Tuesday, July 10, 2012

Comic Book Legal Defense Fund: MN Field Report on Free Speech

The spiffy "new: CBLDF logo, a couple years old now!
I've been procrastinating this post for a while, but with San Diego ComicCon right around the corner and the 4th of July fading into the past as I prepare for the second wave of summer classes, I don't want it to be too long overdue. And in light of the CBLDF auction scheduled for that huge event, this seems the ideal time to correct the oversight.
Back in May, I volunteered to run the booth so the Comic Book Legal Defense Fund, of which I've been a supporting member for the past decade plus (skipping one year when I was too broke), would have a presence at the MN Comic Book Party, AKA SpringCon.
I'd like to offer a summary of the event.
The first day I was aided by longtime friend and fellow comic book geek Jesse Haller.  Jesse and I have countless discussions on the nature of comics, and endless fun dishing comic book gossip. Jesse was great about creating an effective setup, putting his retail and merchandising experience to work to make the booth shine. He also covered the booth for a couple hours while I had lunch with our mutual friend Frenchy Lunning!
As to the booth itself, it took a while for some of the patrons to figure out what the deal was. But very soon, after the initial burst of people mad to get to the comics (our booth was right by the door!), things settled down and people stopped to talk about the work of CBLDF, and to contribute to the cause.
The degree to which some patrons didn't get it at first was made clear by some folks asking for deals on our books!
Since I wasn't sure of the demographic, I just told the CBLDF people to send stuff they thought apropos. I quickly saw my mistakes. Here's how the event went down:
  • This is a family-friendly Con. The items for kids and the small ticket items sold out. 
  • Lots of folks buy art at this Con! Some of the limited edition prints would have gone over well.
  • Neil Gaiman remains very popular here. The signed 1st printings of The Graveyard Book sold out. IN light of that, if we run the table again, including some of the limited edition prints might be a good idea.
  • While we had ample stories of the big cases that CBLDF has helped with, there are many smaller instances that get overlooked. The owner of B & B Comics in Bemidji told us of the organization's help in quieting a "concerned parent" irate over a Frank Miller poster. I also knew from past conversations that Tyler Page, whose strip Nothing Better is linked to screen left, had assistance from them with a rather odd legal threat he received over the content of his strip.

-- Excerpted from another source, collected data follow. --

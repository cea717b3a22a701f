//! Data models for the coverage dashboard.
//!
//! This module contains the core data structures shared by the fetcher,
//! the aggregator and the renderers: PICO categories, coverage rows and
//! the coverage table built on every run.

use chrono::{DateTime, Utc};
use serde::{Deserialize, Serialize};
use std::fmt;

/// PICO category of a concept.
///
/// Comparator concepts are not tracked by the dashboard.
#[derive(Debug, Clone, Copy, PartialEq, Eq, Hash, Serialize, Deserialize)]
pub enum Category {
    Population,
    Intervention,
    Outcome,
}

impl Category {
    /// All categories, in dashboard tab order.
    pub const ALL: [Category; 3] = [
        Category::Population,
        Category::Intervention,
        Category::Outcome,
    ];

    /// Classify a link suffix by its leading character.
    pub fn from_suffix(suffix: &str) -> Option<Self> {
        match suffix.chars().next()? {
            'p' => Some(Category::Population),
            'i' => Some(Category::Intervention),
            'o' => Some(Category::Outcome),
            _ => None,
        }
    }

    /// Bar colour used for this category in the dashboard.
    pub fn color(&self) -> &'static str {
        match self {
            Category::Population => "#636efa",
            Category::Intervention => "#EF553B",
            Category::Outcome => "#00cc96",
        }
    }
}

impl fmt::Display for Category {
    fn fmt(&self, f: &mut fmt::Formatter<'_>) -> fmt::Result {
        match self {
            Category::Population => write!(f, "Population"),
            Category::Intervention => write!(f, "Intervention"),
            Category::Outcome => write!(f, "Outcome"),
        }
    }
}

/// One row of the coverage table.
#[derive(Debug, Clone, PartialEq, Eq, Serialize, Deserialize)]
pub struct CoverageRow {
    /// Concept label, as listed in the concept file.
    #[serde(rename = "Concept")]
    pub concept: String,
    /// Number of matching results reported by the search API.
    #[serde(rename = "Coverage")]
    pub coverage: u64,
    /// PICO category derived from the concept's link suffix.
    #[serde(rename = "Type")]
    pub category: Category,
}

/// Ordered coverage table, one row per concept in concept-file order.
#[derive(Debug, Clone, Default, PartialEq, Eq, Serialize, Deserialize)]
#[serde(transparent)]
pub struct CoverageTable {
    rows: Vec<CoverageRow>,
}

impl CoverageTable {
    pub fn with_capacity(capacity: usize) -> Self {
        Self {
            rows: Vec::with_capacity(capacity),
        }
    }

    /// Append a row; rows keep insertion order.
    pub fn push(&mut self, row: CoverageRow) {
        self.rows.push(row);
    }

    pub fn rows(&self) -> &[CoverageRow] {
        &self.rows
    }

    pub fn len(&self) -> usize {
        self.rows.len()
    }

    pub fn is_empty(&self) -> bool {
        self.rows.is_empty()
    }

    /// Rows of a single category, in table order.
    pub fn filter(&self, category: Category) -> Vec<CoverageRow> {
        self.rows
            .iter()
            .filter(|row| row.category == category)
            .cloned()
            .collect()
    }
}

impl From<Vec<CoverageRow>> for CoverageTable {
    fn from(rows: Vec<CoverageRow>) -> Self {
        Self { rows }
    }
}

/// The four views rendered by the dashboard.
#[derive(Debug, Clone, Default, PartialEq, Eq)]
pub struct CoverageViews {
    pub all: Vec<CoverageRow>,
    pub population: Vec<CoverageRow>,
    pub intervention: Vec<CoverageRow>,
    pub outcome: Vec<CoverageRow>,
}

impl CoverageViews {
    /// Rows of the view for a category.
    pub fn for_category(&self, category: Category) -> &[CoverageRow] {
        match category {
            Category::Population => &self.population,
            Category::Intervention => &self.intervention,
            Category::Outcome => &self.outcome,
        }
    }
}

/// Totals for one category.
#[derive(Debug, Clone, Copy, PartialEq, Eq, Serialize, Deserialize)]
pub struct CategoryTotals {
    pub category: Category,
    pub concepts: usize,
    pub coverage: u64,
}

/// Summary statistics of a coverage table.
#[derive(Debug, Clone, PartialEq, Eq, Serialize, Deserialize)]
pub struct CoverageSummary {
    /// Number of concepts in the table.
    pub concepts: usize,
    /// Sum of coverage over all concepts.
    pub total_coverage: u64,
    /// Per-category totals, in tab order.
    pub by_category: Vec<CategoryTotals>,
}

/// Metadata about a generated report.
#[derive(Debug, Clone, Serialize, Deserialize)]
pub struct ReportMetadata {
    /// When the table was fetched.
    pub generated_at: DateTime<Utc>,
    /// Search endpoint queried.
    pub endpoint: String,
    /// Concept file the run was driven from.
    pub concept_file: String,
    /// Wall-clock duration of the fetch loop in seconds.
    pub duration_seconds: f64,
}

/// A complete coverage report.
#[derive(Debug, Clone, Serialize, Deserialize)]
pub struct CoverageReport {
    pub metadata: ReportMetadata,
    pub summary: CoverageSummary,
    pub rows: CoverageTable,
}
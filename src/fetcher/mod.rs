//! Search API access.
//!
//! This module provides the HTTP client that turns query fragments into
//! coverage counts.

pub mod client;

pub use client::{CoverageClient, FetchConfig};
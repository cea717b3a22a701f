//! pico-search API client.
//!
//! One blocking-style round trip per concept: build the URL, GET it with
//! `Accept: application/json`, read `search.totalResults`.

use crate::config::ApiConfig;
use crate::error::{CoverageError, Result};
use reqwest::header::ACCEPT;
use reqwest::Url;
use serde_json::Value;
use std::time::Duration;
use tracing::{debug, warn};

/// Configuration for the search client.
#[derive(Debug, Clone)]
pub struct FetchConfig {
    pub endpoint: String,
    pub facet_size: u32,
    pub facets: Vec<String>,
    pub content_type: String,
    pub page_size: u32,
    pub page_no: u32,
    pub timeout_seconds: Option<u64>,
}

impl Default for FetchConfig {
    fn default() -> Self {
        Self::from(&ApiConfig::default())
    }
}

impl From<&ApiConfig> for FetchConfig {
    fn from(config: &ApiConfig) -> Self {
        Self {
            endpoint: config.endpoint.clone(),
            facet_size: config.facet_size,
            facets: config.facets.clone(),
            content_type: config.content_type.clone(),
            page_size: config.page_size,
            page_no: config.page_no,
            timeout_seconds: config.timeout_seconds,
        }
    }
}

/// Client for the coverage counts of the pico-search API.
#[derive(Debug, Clone)]
pub struct CoverageClient {
    config: FetchConfig,
    http_client: reqwest::Client,
}

impl CoverageClient {
    /// Create a client. The endpoint is validated up front.
    pub fn new(config: FetchConfig) -> Result<Self> {
        Url::parse(&config.endpoint).map_err(|e| CoverageError::InvalidEndpoint {
            endpoint: config.endpoint.clone(),
            reason: e.to_string(),
        })?;

        let mut builder = reqwest::Client::builder();
        if let Some(secs) = config.timeout_seconds {
            builder = builder.timeout(Duration::from_secs(secs));
        }
        let http_client = builder.build()?;

        Ok(Self {
            config,
            http_client,
        })
    }

    pub fn endpoint(&self) -> &str {
        &self.config.endpoint
    }

    /// Full request URL for a query fragment.
    ///
    /// Only the content type is form-encoded. Facets keep their literal
    /// commas, and the fragment is appended as-is since population fragments
    /// already carry the encoded OR separator.
    pub fn search_url(&self, fragment: &str) -> Result<String> {
        let mut url =
            Url::parse(&self.config.endpoint).map_err(|e| CoverageError::InvalidEndpoint {
                endpoint: self.config.endpoint.clone(),
                reason: e.to_string(),
            })?;

        url.set_query(None);
        url.query_pairs_mut()
            .append_pair("contentType", &self.config.content_type);
        let content_type = url.query().unwrap_or_default().to_string();

        // set_query leaves ',' and existing %-escapes untouched
        url.set_query(Some(&format!(
            "facetSize={}&facets={}&{}",
            self.config.facet_size,
            self.config.facets.join(","),
            content_type
        )));

        Ok(format!(
            "{}&{}&pageSize={}&pageNo={}",
            url, fragment, self.config.page_size, self.config.page_no
        ))
    }

    /// Fetch the coverage count for one concept.
    pub async fn fetch_coverage(&self, concept: &str, fragment: &str) -> Result<u64> {
        let url = self.search_url(fragment)?;
        debug!("GET {}", url);

        let response = self
            .http_client
            .get(&url)
            .header(ACCEPT, "application/json")
            .send()
            .await
            .map_err(|e| {
                if e.is_timeout() {
                    warn!("Request for '{}' timed out", concept);
                } else if e.is_connect() {
                    warn!("Cannot connect to {}", self.config.endpoint);
                }
                CoverageError::Http(e)
            })?;

        let status = response.status();
        debug!("Response {} for '{}'", status, concept);

        if !status.is_success() {
            return Err(CoverageError::Status { status, url });
        }

        let body = response.text().await?;
        parse_total_results(concept, &body)
    }
}

/// Extract `search.totalResults` from a response body.
pub fn parse_total_results(concept: &str, body: &str) -> Result<u64> {
    let json: Value =
        serde_json::from_str(body).map_err(|source| CoverageError::MalformedResponse {
            concept: concept.to_string(),
            source,
        })?;

    json.get("search")
        .and_then(|search| search.get("totalResults"))
        .and_then(Value::as_u64)
        .ok_or_else(|| CoverageError::MissingTotal {
            concept: concept.to_string(),
        })
}
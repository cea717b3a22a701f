//! The fetch loop: concepts in, coverage table out.

use crate::concepts::ConceptEntry;
use crate::error::Result;
use crate::fetcher::CoverageClient;
use crate::models::{CoverageRow, CoverageTable};
use crate::query::build_queries;
use indicatif::ProgressBar;
use tracing::info;

/// Fetch the coverage of every concept, one request at a time.
///
/// All concepts are classified before the first request so a bad suffix
/// aborts the run without touching the network. Any failure aborts the
/// whole table; there are no partial results.
pub async fn generate_dataset(
    client: &CoverageClient,
    concepts: &[ConceptEntry],
    progress: &ProgressBar,
) -> Result<CoverageTable> {
    let queries = build_queries(concepts)?;
    let mut table = CoverageTable::with_capacity(concepts.len());

    for (concept, query) in concepts.iter().zip(queries) {
        progress.set_message(concept.label.clone());

        let coverage = client
            .fetch_coverage(&concept.label, &query.fragment)
            .await?;
        info!(
            "{} ({}): {} results",
            concept.label, query.category, coverage
        );

        table.push(CoverageRow {
            concept: concept.label.clone(),
            coverage,
            category: query.category,
        });
        progress.inc(1);
    }

    progress.finish_and_clear();
    Ok(table)
}
//! PICO Coverage - concept coverage dashboard for the Cochrane pico-search API
//!
//! Fetches the number of reviews matching each editorial concept, groups
//! them by PICO category and renders bar charts and a treemap, either as a
//! report file or as a password-gated web dashboard.
//!
//! Exit codes:
//!   0 - Success
//!   1 - Any error (config, concept file, network, API response)

mod analysis;
mod cli;
mod concepts;
mod config;
mod error;
mod fetcher;
mod models;
mod query;
mod report;
mod server;
#[cfg(test)]
mod test_support;

use anyhow::{Context, Result};
use chrono::Utc;
use cli::{Args, OutputFormat};
use config::{Config, CONFIG_FILE_NAME};
use fetcher::{CoverageClient, FetchConfig};
use indicatif::{ProgressBar, ProgressStyle};
use models::{CoverageReport, ReportMetadata};
use server::gate::PasswordGate;
use std::path::Path;
use std::sync::Arc;
use std::time::Instant;
use tracing::{debug, error, info, warn};
use tracing_subscriber::FmtSubscriber;

#[tokio::main]
async fn main() -> Result<()> {
    // Parse command-line arguments
    let args = Args::parse_args();

    // Validate arguments
    if let Err(e) = args.validate() {
        eprintln!("Error: {}", e);
        std::process::exit(1);
    }

    // Handle --init-config early (no logging needed)
    if args.init_config {
        return handle_init_config();
    }

    // Initialize logging
    init_logging(&args);

    info!("PICO Coverage v{}", env!("CARGO_PKG_VERSION"));
    debug!("Arguments: {:?}", args);

    match run(args).await {
        Ok(()) => Ok(()),
        Err(e) => {
            error!("Run failed: {:#}", e);
            eprintln!("\n❌ Error: {:#}", e);
            std::process::exit(1);
        }
    }
}

/// Handle --init-config: generate a default .pico-coverage.toml.
fn handle_init_config() -> Result<()> {
    let path = Path::new(CONFIG_FILE_NAME);

    if path.exists() {
        eprintln!(
            "⚠️  {} already exists. Remove it first or edit it manually.",
            CONFIG_FILE_NAME
        );
        std::process::exit(1);
    }

    let content = Config::default_toml();
    std::fs::write(path, &content)
        .with_context(|| format!("Failed to write {}", CONFIG_FILE_NAME))?;

    println!("✅ Created {} with default settings.", CONFIG_FILE_NAME);
    println!("   Edit it to customize the endpoint, facets, concept file and dashboard.");
    Ok(())
}

/// Initialize logging based on verbosity settings.
fn init_logging(args: &Args) {
    let level = args.log_level();

    let subscriber = FmtSubscriber::builder()
        .with_max_level(level)
        .with_target(false)
        .with_thread_ids(false)
        .with_file(false)
        .with_line_number(false)
        .compact()
        .finish();

    if let Err(e) = tracing::subscriber::set_global_default(subscriber) {
        eprintln!("Failed to set tracing subscriber: {}", e);
    }
}

/// Dispatch to dry run, dashboard server or one-shot report.
async fn run(args: Args) -> Result<()> {
    let mut config = load_config(&args)?;
    config.merge_with_args(&args);

    let client = CoverageClient::new(FetchConfig::from(&config.api))
        .context("Failed to create search client")?;

    if args.dry_run {
        return handle_dry_run(&config, &client);
    }

    if args.serve {
        return run_server(&args, &config, client).await;
    }

    run_report(&args, &config, &client).await
}

/// Handle --dry-run: classify concepts and print request URLs, no network.
fn handle_dry_run(config: &Config, client: &CoverageClient) -> Result<()> {
    println!("\n🔍 Dry run: building queries (no API calls)...\n");

    let concepts = concepts::load_concepts(Path::new(&config.general.concepts))?;
    let queries = query::build_queries(&concepts)?;

    if concepts.is_empty() {
        println!("   No concepts found in {}.", config.general.concepts);
    }

    for (concept, query) in concepts.iter().zip(&queries) {
        println!("   {} [{}]", concept.label, query.category);
        println!("     {}", client.search_url(&query.fragment)?);
    }

    println!("\n✅ Dry run complete. {} concepts, no API calls were made.", concepts.len());
    Ok(())
}

/// Serve the dashboard.
async fn run_server(args: &Args, config: &Config, client: CoverageClient) -> Result<()> {
    let gate = match (&args.password, &config.server.password_sha256) {
        (Some(secret), _) => PasswordGate::from_secret(secret),
        (None, Some(digest)) => PasswordGate::from_digest(digest),
        (None, None) => {
            warn!("No dashboard password configured; the dashboard is open to anyone who can reach it");
            PasswordGate::open()
        }
    }
    .with_session_limit(config.server.max_sessions);

    let state = server::AppState {
        client,
        concepts_path: config.general.concepts.clone().into(),
        gate,
    };

    println!("🌐 Serving PICO Coverage dashboard on http://{}", config.server.bind);
    server::serve(&config.server.bind, Arc::new(state)).await
}

/// Run the pipeline once and write a report file.
async fn run_report(args: &Args, config: &Config, client: &CoverageClient) -> Result<()> {
    let start_time = Instant::now();

    // Step 1: Load concepts
    let concept_path = Path::new(&config.general.concepts);
    println!("📥 Loading concepts: {}", concept_path.display());
    let concepts = concepts::load_concepts(concept_path)?;

    // Step 2: Fetch coverage, one concept at a time
    println!("🔬 Fetching coverage from {}", client.endpoint());
    let progress = fetch_progress(concepts.len() as u64, args.quiet);
    let table = analysis::generate_dataset(client, &concepts, &progress).await?;
    if table.is_empty() {
        warn!("Concept list is empty; the report will have no rows");
    }

    // Step 3: Aggregate
    let summary = analysis::summarize(&table);
    let duration = start_time.elapsed().as_secs_f64();

    // Step 4: Render and save
    println!("\n📝 Generating report...");
    let output_path = config.output_path(args.format);
    let output = match args.format {
        OutputFormat::Html => {
            report::render_dashboard(&analysis::partition(&table), Default::default())
        }
        OutputFormat::Markdown | OutputFormat::Json => {
            let coverage_report = CoverageReport {
                metadata: ReportMetadata {
                    generated_at: Utc::now(),
                    endpoint: client.endpoint().to_string(),
                    concept_file: config.general.concepts.clone(),
                    duration_seconds: duration,
                },
                summary: summary.clone(),
                rows: table,
            };
            if args.format == OutputFormat::Json {
                report::generate_json_report(&coverage_report)?
            } else {
                report::generate_markdown_report(&coverage_report)
            }
        }
    };

    std::fs::write(&output_path, &output)
        .with_context(|| format!("Failed to write report to {}", output_path))?;

    // Print summary
    println!("\n📊 Coverage Summary:");
    for totals in &summary.by_category {
        println!(
            "   - {}: {} concepts, {} results",
            totals.category, totals.concepts, totals.coverage
        );
    }
    println!("   Total: {} concepts, {} results", summary.concepts, summary.total_coverage);
    println!("   Duration: {:.1}s", duration);
    println!("\n✅ Done! Report saved to: {}", output_path);

    Ok(())
}

/// Progress bar for the fetch loop, hidden in quiet mode.
fn fetch_progress(len: u64, quiet: bool) -> ProgressBar {
    if quiet {
        return ProgressBar::hidden();
    }

    let progress = ProgressBar::new(len);
    if let Ok(style) = ProgressStyle::default_bar().template("   [{bar:30}] {pos}/{len} {msg}") {
        progress.set_style(style.progress_chars("=> "));
    }
    progress
}

/// Load configuration from file or use defaults.
fn load_config(args: &Args) -> Result<Config> {
    // Try explicit config path
    if let Some(ref config_path) = args.config {
        info!("Loading config from: {}", config_path.display());
        return Config::load(config_path);
    }

    // Try default location
    match Config::load_default() {
        Ok(Some(config)) => {
            info!("Loaded default config from {}", CONFIG_FILE_NAME);
            Ok(config)
        }
        Ok(None) => {
            debug!("No config file found, using defaults");
            Ok(Config::default())
        }
        Err(e) => {
            warn!("Failed to load config: {}", e);
            Ok(Config::default())
        }
    }
}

Camille, Lady Liberty and Diana!
Day Two saw me aided by Manga fan and aspiring veterinarian Camille McAloney. Her enthusiasm and ability to engage people really helped our sales and communication efforts!
Both days were made for me on a personal level by encountering so many old friends, quite unexpectedly, including one of my favorite former students and the gent who first hired me to teach! Seemed like every time I looked up, there was someone else I knew! That was so positive, just what I needed coming off a rough year.
But it wasn't about me, it was about the cause.
We raised right around $600, give or take, at the table. And SpringCon gives a significant portion of its art auction proceeds to CBDLF as well, so the organization made a decent piece of change for The Cause.
CBLDF has been in existence since the Friendly Frank's bust in the early 1980s led to Greg Ketter and Dreamhaven throwing The Irish Wake for the First Amendment, an event which I was privileged to attend. This was a direct precursor to the CBLDF. Among hundreds of subsequent cases, they defended a comic book store owner who was arrested for selling  an adults only comic book to an adult.
The mind boggles.
While the problem has diminished a bit, there remains a huge need to protect the rights of comic book creators, publishers and retailers from people who engage in censorship, which is, in the words of Mark Twain, "telling a man he can't have a steak just because a baby can't chew it."